Friday Flotsam: Consequences

1. We really need to stop using the language of the other side. Among other things, I really hate when people use the term ‘divisive’ or list ‘being divided’ as one of the major problems we currently face. See, that implies that the dispute is the problem, not the content of one side or the other’s position. And if the dispute is the problem, the obvious solution is to just stop arguing, with the implication that, if you want to be the bigger man, to do your part for reconciliation, you ought to give in and compromise.

Condemning division as such is not a call for unity; it’s a call to surrender.

On that subject, don’t call for ‘unity’ unless you are willing to specify what people should unite around. Otherwise, again, you are not calling for unity but surrender.

2. Contemporary ‘progressives’ make me think of a jealous stalker: “No, this isn’t right! You’re supposed to love me!”
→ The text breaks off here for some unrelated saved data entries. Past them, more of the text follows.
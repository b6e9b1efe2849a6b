//! OHGO API client library.
//!
//! A Rust library for the OHGO public traffic API, which exposes Ohio's
//! traffic infrastructure: cameras, digital signs, construction,
//! incidents, weather sensor sites, dangerous slowdowns and travel
//! delays.
//!
//! # Quick Start
//!
//! ```no_run
//! use ohgo::{ImageSize, ListOptions, OhgoClient, QueryParams, Region};
//!
//! #[tokio::main]
//! async fn main() -> ohgo::Result<()> {
//!     // Create client from environment variables
//!     let client = OhgoClient::from_env()?;
//!
//!     // List cameras around Columbus, walking every page
//!     let params = QueryParams {
//!         region: Some(Region::Columbus.into()),
//!         ..Default::default()
//!     };
//!     let cameras = client.get_cameras(&params, &ListOptions::all()).await?;
//!     println!("Found {} cameras", cameras.len());
//!
//!     // Fetch one camera and its first view's image
//!     let camera = client.get_camera(&cameras[0].id).await?;
//!     let jpeg = client.get_image(&*camera, ImageSize::Large).await?;
//!     println!("{} bytes", jpeg.len());
//!
//!     Ok(())
//! }
//! ```
//!
//! # Architecture
//!
//! Every endpoint wraps its payload in a common envelope
//! ([`Envelope`]): pagination links, total count, the result array and
//! any rejected filters. [`OhgoClient`] decodes the envelope, follows
//! `next-page` links when asked to, and returns [`ListResult`] /
//! [`ItemResult`] wrappers that carry the items plus request metadata
//! (ETag, cache status).
//!
//! Image access is dispatched by capability through the [`Imagery`]
//! trait: camera views fetch one URL per size, cameras fan out over
//! their views, digital signs fetch their URL list. Resource kinds
//! without imagery fail with [`OhgoError::Unsupported`].
//!
//! # Configuration
//!
//! [`OhgoClient::from_env`] reads:
//!
//! - `OHGO_API_KEY` (required) - Your OHGO API key
//! - `OHGO_API_URL` (optional) - Base URL (defaults to
//!   `https://publicapi.ohgo.com/api/v1/`)

mod client;
mod envelope;
mod error;
mod images;
mod models;
mod query;
mod results;
mod traits;

// Re-export core types
pub use client::{ListOptions, OhgoClient, OhgoClientBuilder};
pub use envelope::{Envelope, Link, RejectedFilter};
pub use error::{OhgoError, Result};
pub use images::{ImageFetcher, ImageSize, Imagery};
pub use results::{ItemResult, ListResult};

// Re-export traits
pub use traits::{Resource, ToQuery};

// Re-export query types
pub use query::{DigitalSignParams, EnumParam, QueryParams, Region, SignType, WireEnum};

// Re-export models
pub use models::{
    AtmosphericSensor,
    Camera,
    CameraView,
    Construction,
    DangerousSlowdown,
    DigitalSign,
    Incident,
    SurfaceSensor,
    TravelDelay,
    WeatherSensorSite,
};
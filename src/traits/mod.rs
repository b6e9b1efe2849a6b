//! Trait definitions shared by the client and the resource records.

mod query;
mod resource;

pub use query::ToQuery;
pub use resource::Resource;
//! Query serialization trait.

/// Serialize filter options into wire query pairs.
///
/// Implementations emit only the options that are actually set; unset
/// options never reach the wire. Keys use the API's hyphenated form
/// (`page-size`, `map-bounds-sw`), tuple values are comma-joined, and
/// enum values serialize to their wire tag.
pub trait ToQuery {
    /// The wire query pairs, in declaration order.
    fn to_query(&self) -> Vec<(String, String)>;
}

/// No filters.
impl ToQuery for () {
    fn to_query(&self) -> Vec<(String, String)> {
        Vec::new()
    }
}
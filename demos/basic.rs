//! Basic usage example.
//!
//! Run with: OHGO_API_KEY=<key> cargo run --example basic

use ohgo::{ImageSize, ListOptions, OhgoClient, QueryParams, Region};

#[tokio::main]
async fn main() -> ohgo::Result<()> {
    tracing_subscriber::fmt::init();

    let client = OhgoClient::from_env()?;

    // List every camera in the Columbus region.
    let params = QueryParams {
        region: Some(Region::Columbus.into()),
        ..Default::default()
    };
    let cameras = client.get_cameras(&params, &ListOptions::all()).await?;
    println!("{} cameras in Columbus", cameras.len());

    if let Some(camera) = cameras.first() {
        println!("first: {} ({})", camera.location, camera.id);
        let image = client.get_image(camera, ImageSize::Small).await?;
        println!("fetched {} bytes from the first view", image.len());
    }

    // Digital signs currently displaying messages.
    let signs = client
        .get_digital_signs(&Default::default(), &ListOptions::default())
        .await?;
    for sign in signs.iter().take(5) {
        println!("{}: {:?}", sign.location, sign.messages);
    }

    Ok(())
}
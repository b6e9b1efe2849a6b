//! Digital sign record and its image capability.

use async_trait::async_trait;
use serde::{Deserialize, Serialize};

use crate::envelope::Link;
use crate::error::Result;
use crate::images::{ImageFetcher, ImageSize, Imagery};
use crate::traits::Resource;

/// A roadside digital message sign.
#[derive(Debug, Clone, Serialize, Deserialize)]
#[serde(rename_all = "camelCase")]
pub struct DigitalSign {
    /// Hypermedia links for this record.
    pub links: Vec<Link>,
    /// Sign ID.
    pub id: String,
    pub latitude: f64,
    pub longitude: f64,
    /// Human-readable location.
    pub location: String,
    #[serde(default)]
    pub description: String,
    /// Sign hardware type name.
    pub sign_type_name: String,
    /// Messages currently displayed.
    pub messages: Vec<String>,
    /// Rendered images of the displayed messages.
    pub image_urls: Vec<String>,
}

impl Resource for DigitalSign {
    const ENDPOINT: &'static str = "digital-signs";
    const KIND: &'static str = "digital sign";
}

#[async_trait]
impl Imagery for DigitalSign {
    fn kind(&self) -> &'static str {
        Self::KIND
    }

    /// One entry per URL that fetched successfully; failures are
    /// omitted (never a `None` slot), so the sequence may be shorter
    /// than `image_urls`. Relative order among successes is preserved.
    /// Signs have a single rendition, so `size` is ignored.
    async fn images(
        &self,
        fetcher: &ImageFetcher<'_>,
        _size: ImageSize,
    ) -> Result<Vec<Option<Vec<u8>>>> {
        let mut images = Vec::with_capacity(self.image_urls.len());
        for url in &self.image_urls {
            if let Some(bytes) = fetcher.try_fetch(url).await {
                images.push(Some(bytes));
            }
        }
        Ok(images)
    }
}

#[cfg(test)]
mod tests {
    use super::*;
    use serde_json::json;

    #[test]
    fn test_digital_sign_deserialize() {
        let raw = json!({
            "links": [],
            "id": "1234",
            "latitude": 39.1,
            "longitude": -84.5,
            "location": "I-75 NB at Mitchell Ave",
            "description": "I-75 NB DMS",
            "signTypeName": "DMS",
            "messages": ["CRASH AHEAD", "USE CAUTION"],
            "imageUrls": ["https://img.example/sign-1234.png"]
        });
        let sign = DigitalSign::parse(&raw).unwrap();
        assert_eq!(sign.id, "1234");
        assert_eq!(sign.sign_type_name, "DMS");
        assert_eq!(sign.messages.len(), 2);
        assert_eq!(sign.image_urls.len(), 1);
    }
}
3. Listening to some stuff on the demographic nightmare of our present age, how most of Europe is going to be majority non-European before much longer, etc. The odd thing is, everyone notices this, but few people seem to point out that this is a direct and very predictable consequence of the advent of contraception and the shift in sexual mores. If you set up your society to allow for consequence-free sexual encounters – that is, encounters that do not either result in children or demand commitments from either side – then of course many, many people will delay or outright avoid having and raising children. Like if you make fraud consequence free, many if not most people will commit it, because most people prefer the easiest possible route that still gets them what they want. So, of course, the population will slowly decline, especially relative to populations that do *not* practice these things.

The striking thing I notice more and more is that the consequences of sin are actually built into the nature of human beings. Even in just the most simple, brute facts. Contraception leads to, well, the deterioration and death of your family line, nation, and culture. Fornication, divorce, etc. leads to weakened families with the resultant psychological trauma and unmet emotional needs of the next generation. The problem is that they aren’t usually immediate consequences; they take generations to fully manifest (so, abusing the act that leads to new generations requires generations to show its full effects. Who could have predicted that one?).

The interesting consequence is a paradox; one person using contraception or fornicating isn’t really going to affect society as a whole, and it might not even seriously affect him. However, if society condones that act, then it ensures that many people will be doing so, meaning that it will suffer those consequences.

By the way, I’m not saying the consequences make the act sinful, I’m saying they are a sign of its sinfulness. The key question is not ‘who is harmed by this?’ but ‘what would happen if this became normal, accepted behavior?’ Or, to put it another way, “by their fruits shall you know them.”

To move off of sex, Catwoman stealing gems from some spoiled society dame doesn’t really hurt anyone, all things being equal. But even Catwoman doesn’t want to live in a world where thieves can break into anyone’s house and take what they like. If that were so, she couldn’t even enjoy her own thefts because she would know that anyone might waltz in and take them from her in turn.

https://external-content.duckduckgo.com/iu/?u=https%3A%2F%2Fwww.nydailynews.com%2Fresizer%2FJkaFXOyBrk19foGg9_sAaYWjzS4%3D%2F1400x0%2Farc-anglerfish-arc2-prod-tronc.s3.amazonaws.com%2Fpublic%2FWNAULRSNI3GYAQSYRPLSMYBUTU.jpg&f=1&nofb=1
Enough about sex: let’s talk about Catwoman

Another way to put this is ‘what would happen if this became the norm so that you and yours would be on the receiving end as much as anyone else’? Or, more succinctly, “Do as you would be done by.”

Hence why it’s necessary to enforce the moral principle and not simply to try to avoid ‘bad consequences’. Because the bad consequences often don’t fully manifest until after you’ve abandoned the moral principle.

Which, come to think of it, is also true in the individual moral life: striving for righteousness, even imperfectly, ensures forgiveness and protection from many of the worst consequences of the sins we do commit. Crying “Lord, have mercy on me a sinner,” leads to justification. Refusing to admit that what we do is even a sin or claiming “I am perfect just the way I am” leads to further corruption.

Acknowledging the truth and striving, however imperfectly, for righteousness is always the first thing. Abandon that for whatever reason and you invite disaster and damnation.

4. In summary, whenever one generation asks “what could it hurt?” the next one usually finds itself saying “Oh. That.”